**What you need to do:** Your job is to set down the stretch of entries that opens with the line containing "pub(crate) fn user_key(&self)" and closes with the line containing "if let Some((name, err))". Keep both end lines, copy each exactly, and add nothing.

(Collected data)
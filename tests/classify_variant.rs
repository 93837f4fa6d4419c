mod common;

use cellranger_qc::{
    error::ExtractError,
    websummary::{classify, Variant},
};
use common::{count_payload, section, vdj_payload};
use serde_json::json;

#[test]
fn count_report_is_count() {
    let payload = count_payload("PBMC", "5,000", "20,000");
    assert_eq!(classify(&payload).unwrap(), Variant::Count);
}

#[test]
fn full_vdj_report_is_vdj() {
    // Real VDJ reports carry a `cells` card too.
    let payload = vdj_payload("T1", "3,000");
    assert!(Variant::Count.matches_signature(&payload));
    assert_eq!(classify(&payload).unwrap(), Variant::Vdj);
}

#[test]
fn vdj_marker_alone_is_vdj() {
    let payload = json!({
        "summary": {"summary_tab": {"vdj_annotation": section(&[])}}
    });
    assert!(!Variant::Count.matches_signature(&payload));
    assert_eq!(classify(&payload).unwrap(), Variant::Vdj);
}

#[test]
fn both_markers_resolve_to_vdj() {
    let payload = json!({
        "summary": {"summary_tab": {
            "cells": section(&[]),
            "mapping": section(&[]),
            "vdj_annotation": section(&[]),
        }}
    });
    assert_eq!(classify(&payload).unwrap(), Variant::Vdj);
}

#[test]
fn neither_marker_is_unrecognized() {
    for payload in [
        json!({}),
        json!([1, 2, 3]),
        json!({"summary": {"summary_tab": {"sequencing": section(&[])}}}),
        json!({"summary": {"summary_tab": {"cells": null}}}),
        json!({"summary": {"summary_tab": {"vdj_annotation": "n/a"}}}),
    ] {
        assert!(
            matches!(classify(&payload), Err(ExtractError::Unrecognized)),
            "{payload}"
        );
    }
}

#[test]
fn classification_is_deterministic() {
    let payloads = [
        count_payload("A", "1", "1"),
        vdj_payload("B", "1"),
        json!({"summary": {}}),
    ];
    for payload in &payloads {
        let first = classify(payload).ok();
        for _ in 0..5 {
            assert_eq!(classify(payload).ok(), first);
        }
    }
}
//! Centralized configuration for widgetbay.
//!
//! Constants for the asset route, cache headers, and the instance protocol.

/// Application-level configuration.
pub struct AppConfig;

impl AppConfig {
    pub const APP_NAME: &'static str = "widgetbay";
}

/// Static asset serving configuration.
pub struct AssetConfig;

impl AssetConfig {
    /// Path prefix under which component bundles are served. Both the HTTP
    /// route and [`crate::assets::component_url`] derive from this.
    pub const ROUTE_PREFIX: &'static str = "components";

    /// File served when a request names only the component.
    pub const DEFAULT_DOCUMENT: &'static str = "index.html";

    /// Entry-point documents change between builds.
    pub const CACHE_CONTROL_MUTABLE: &'static str = "no-cache";
    /// Bundled JS/CSS are content-hashed by the bundle's own build.
    pub const CACHE_CONTROL_IMMUTABLE: &'static str = "public";

    pub const DEFAULT_CONTENT_TYPE: &'static str = "application/octet-stream";
    pub const GZIP_CONTENT_TYPE: &'static str = "application/gzip";

    /// Compression suffixes that carry a content-encoding rather than a type.
    /// Shorthands like `tgz` (for `.tar.gz`) count as their encoding.
    pub const GZIP_EXTENSIONS: &'static [&'static str] = &["gz", "svgz", "tgz", "taz", "tz"];
    pub const OTHER_ENCODING_EXTENSIONS: &'static [&'static str] =
        &["bz2", "xz", "br", "Z", "tbz2", "txz"];
}

/// Instance protocol configuration.
pub struct InstanceConfig;

impl InstanceConfig {
    /// Element kind handed to the value store.
    pub const ELEMENT_KIND: &'static str = "component_instance";
    /// Node kind handed to the node sink.
    pub const NODE_KIND: &'static str = "component";
}
//! Process-wide component registry.
//!
//! Maps component names to their declarations so the asset server can find
//! a bundle's directory per request. The registry is in-memory only; nothing
//! survives a restart.

pub mod component_registry;

pub use component_registry::{ComponentRegistry, RegisterOutcome};
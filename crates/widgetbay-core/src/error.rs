//! Error types for widgetbay.
//!
//! Every failure a caller can observe maps onto one of the variants below.
//! Asset lookups are the exception to synchronous propagation: the server
//! turns [`WidgetError::AssetNotFound`] into a 404 at the HTTP boundary.

use thiserror::Error;

/// Main error type for the widgetbay library.
#[derive(Debug, Error)]
pub enum WidgetError {
    // Declaration errors
    #[error("Configuration error: {message}")]
    Config { message: String },

    // Instance call errors
    #[error("{message}")]
    Usage { message: String },

    #[error("Could not convert component args to JSON: {message}")]
    Marshalling {
        message: String,
        #[source]
        source: Option<serde_json::Error>,
    },

    #[error("Could not encode table argument '{arg}': {message}")]
    TableEncoding { arg: String, message: String },

    // Asset errors
    #[error("{path} {reason}")]
    AssetNotFound { path: String, reason: String },
}

/// Result type alias for widgetbay operations.
pub type Result<T> = std::result::Result<T, WidgetError>;

impl WidgetError {
    /// Create a configuration error.
    pub fn config(message: impl Into<String>) -> Self {
        WidgetError::Config {
            message: message.into(),
        }
    }

    /// Create an asset-not-found error for the original request path.
    pub fn asset_not_found(path: impl Into<String>, reason: impl Into<String>) -> Self {
        WidgetError::AssetNotFound {
            path: path.into(),
            reason: reason.into(),
        }
    }

    /// Wrap a JSON encode failure raised while marshalling instance arguments.
    pub fn marshalling(err: serde_json::Error) -> Self {
        WidgetError::Marshalling {
            message: err.to_string(),
            source: Some(err),
        }
    }

    /// Whether this error should degrade to a 404 rather than propagate.
    pub fn is_asset_not_found(&self) -> bool {
        matches!(self, WidgetError::AssetNotFound { .. })
    }
}
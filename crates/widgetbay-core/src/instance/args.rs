//! Call-time arguments of a component instance.

use crate::error::{Result, WidgetError};
use crate::instance::node::TableArg;
use crate::instance::TableEncoder;
use serde::Serialize;
use serde_json::{Map, Value};
use std::collections::BTreeMap;
use std::fmt;
use tracing::debug;

/// Table type for calls that never pass tabular arguments.
///
/// Uninhabited: a host without a columnar encoder can implement
/// `TableEncoder<Table = NoTable>` with `match *table {}`.
#[derive(Debug, Clone, Copy, PartialEq, Eq)]
pub enum NoTable {}

/// One named argument, partitioned by its static type.
#[derive(Debug, Clone, PartialEq)]
pub enum ComponentArg<T> {
    Json(Value),
    Table(T),
}

/// Arguments and options for one instance call.
///
/// ```rust,ignore
/// let value = slider.create_instance(
///     &host,
///     InstanceCall::new()
///         .arg("min", &0)
///         .arg("max", &100)
///         .key("volume")
///         .default(&50),
/// )?;
/// ```
#[derive(Debug)]
pub struct InstanceCall<T = NoTable> {
    pub(crate) positional: Vec<String>,
    pub(crate) args: BTreeMap<String, ComponentArg<T>>,
    pub(crate) key: Option<String>,
    pub(crate) default: Option<Value>,
    encode_error: Option<(String, serde_json::Error)>,
}

impl<T> Default for InstanceCall<T> {
    fn default() -> Self {
        Self {
            positional: Vec::new(),
            args: BTreeMap::new(),
            key: None,
            default: None,
            encode_error: None,
        }
    }
}

impl<T> InstanceCall<T> {
    pub fn new() -> Self {
        <Self as Default>::default()
    }

    /// Pass an unnamed argument. Components only accept named arguments, so
    /// any positional argument fails the call with a usage error.
    pub fn positional(mut self, value: impl fmt::Display) -> Self {
        self.positional.push(value.to_string());
        self
    }

    /// Pass a JSON-encodable named argument.
    ///
    /// Encoding happens here; a failure is reported when the instance is
    /// created.
    pub fn arg<S: Serialize + ?Sized>(mut self, name: impl Into<String>, value: &S) -> Self {
        let name = name.into();
        if let Some(value) = self.encode(&name, value) {
            self.args.insert(name, ComponentArg::Json(value));
        }
        self
    }

    /// Pass a tabular named argument, encoded by the host's table encoder.
    pub fn table(mut self, name: impl Into<String>, table: T) -> Self {
        self.args.insert(name.into(), ComponentArg::Table(table));
        self
    }

    /// Pin the instance identity to this key instead of the arguments.
    pub fn key(mut self, key: impl Into<String>) -> Self {
        self.key = Some(key.into());
        self
    }

    /// Value returned until the frontend reports one.
    ///
    /// Encoded like [`InstanceCall::arg`].
    pub fn default<S: Serialize + ?Sized>(mut self, value: &S) -> Self {
        if let Some(value) = self.encode("default", value) {
            self.default = Some(value);
        }
        self
    }

    /// Encode `value`, keeping the first failure for [`InstanceCall::marshal`].
    fn encode<S: Serialize + ?Sized>(&mut self, name: &str, value: &S) -> Option<Value> {
        match serde_json::to_value(value) {
            Ok(value) => Some(value),
            Err(err) => {
                if self.encode_error.is_none() {
                    self.encode_error = Some((name.to_string(), err));
                }
                None
            }
        }
    }

    pub(crate) fn user_key(&self) -> Option<&str> {
        self.key.as_deref()
    }

    /// Fail with a usage error if any positional argument was given.
    pub(crate) fn check_positional(&self) -> Result<()> {
        match self.positional.first() {
            Some(value) => Err(WidgetError::Usage {
                message: format!("Argument '{}' needs a label", value),
            }),
            None => Ok(()),
        }
    }

    /// Encode all arguments: JSON ones into a single object, tables through
    /// the encoder.
    pub(crate) fn marshal<E>(&mut self, encoder: &E) -> Result<MarshalledArgs>
    where
        E: TableEncoder<Table = T> + ?Sized,
    {
        if let Some((name, err)) = self.encode_error.take() {
            debug!("Argument '{}' is not JSON-encodable", name);
            return Err(WidgetError::marshalling(err));
        }

        let mut json_args = Map::new();
        let mut tables = Vec::new();
        for (name, arg) in &self.args {
            match arg {
                ComponentArg::Json(value) => {
                    json_args.insert(name.clone(), value.clone());
                }
                ComponentArg::Table(table) => {
                    let mut data = Vec::new();
                    encoder.encode_table(&mut data, table)?;
                    tables.push(TableArg {
                        key: name.clone(),
                        data,
                    });
                }
            }
        }

        let args_json = serde_json::to_string(&json_args).map_err(WidgetError::marshalling)?;

        Ok(MarshalledArgs { args_json, tables })
    }
}

/// Encoded arguments, in the form they are written into the node.
#[derive(Debug, Clone, Default, PartialEq, Eq)]
pub struct MarshalledArgs {
    pub args_json: String,
    pub tables: Vec<TableArg>,
}

#[cfg(test)]
mod tests {
    use super::*;
    use serde_json::json;
    use std::collections::HashMap;

    struct JsonOnly;

    impl TableEncoder for JsonOnly {
        type Table = NoTable;

        fn encode_table(&self, _slot: &mut Vec<u8>, table: &NoTable) -> Result<()> {
            match *table {}
        }
    }

    #[test]
    fn test_marshal_json_args_sorted() {
        let mut call: InstanceCall = InstanceCall::new()
            .arg("max", &100)
            .arg("label", "Volume")
            .arg("min", &0);

        let marshalled = call.marshal(&JsonOnly).unwrap();

        assert_eq!(
            marshalled.args_json,
            r#"{"label":"Volume","max":100,"min":0}"#
        );
        assert!(marshalled.tables.is_empty());
    }

    #[test]
    fn test_marshal_empty_args() {
        let mut call: InstanceCall = InstanceCall::new();
        assert_eq!(call.marshal(&JsonOnly).unwrap().args_json, "{}");
    }

    #[test]
    fn test_later_arg_overrides_earlier() {
        let mut call: InstanceCall = InstanceCall::new().arg("x", &1).arg("x", &json!([1, 2]));
        assert_eq!(call.marshal(&JsonOnly).unwrap().args_json, r#"{"x":[1,2]}"#);
    }

    #[test]
    fn test_unencodable_arg_is_marshalling_error() {
        let bad: HashMap<(i32, i32), i32> = [((1, 2), 3)].into_iter().collect();
        let mut call: InstanceCall = InstanceCall::new().arg("ok", &1).arg("bad", &bad);

        let err = call.marshal(&JsonOnly).unwrap_err();
        assert!(matches!(err, WidgetError::Marshalling { source: Some(_), .. }));
    }

    #[test]
    fn test_default_is_encoded() {
        let call: InstanceCall = InstanceCall::new().default(&[1, 2]);
        assert_eq!(call.default, Some(json!([1, 2])));

        let bad: HashMap<(i32, i32), i32> = [((1, 2), 3)].into_iter().collect();
        let mut call: InstanceCall = InstanceCall::new().arg("ok", &1).default(&bad);
        assert!(call.default.is_none());
        let err = call.marshal(&JsonOnly).unwrap_err();
        assert!(matches!(err, WidgetError::Marshalling { source: Some(_), .. }));
    }

    #[test]
    fn test_positional_is_usage_error() {
        let call: InstanceCall = InstanceCall::new().positional("hello").arg("x", &1);

        match call.check_positional() {
            Err(WidgetError::Usage { message }) => {
                assert_eq!(message, "Argument 'hello' needs a label");
            }
            other => panic!("expected usage error, got {:?}", other),
        }
    }
}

**Result below:**
    pub(crate) fn user_key(&self) -> Option<&str> {
        self.key.as_deref()
    }

    /// Fail with a usage error if any positional argument was given.
    pub(crate) fn check_positional(&self) -> Result<()> {
        match self.positional.first() {
            Some(value) => Err(WidgetError::Usage {
                message: format!("Argument '{}' needs a label", value),
            }),
            None => Ok(()),
        }
    }

    /// Encode all arguments: JSON ones into a single object, tables through
    /// the encoder.
    pub(crate) fn marshal<E>(&mut self, encoder: &E) -> Result<MarshalledArgs>
    where
        E: TableEncoder<Table = T> + ?Sized,
    {
        if let Some((name, err)) = self.encode_error.take() {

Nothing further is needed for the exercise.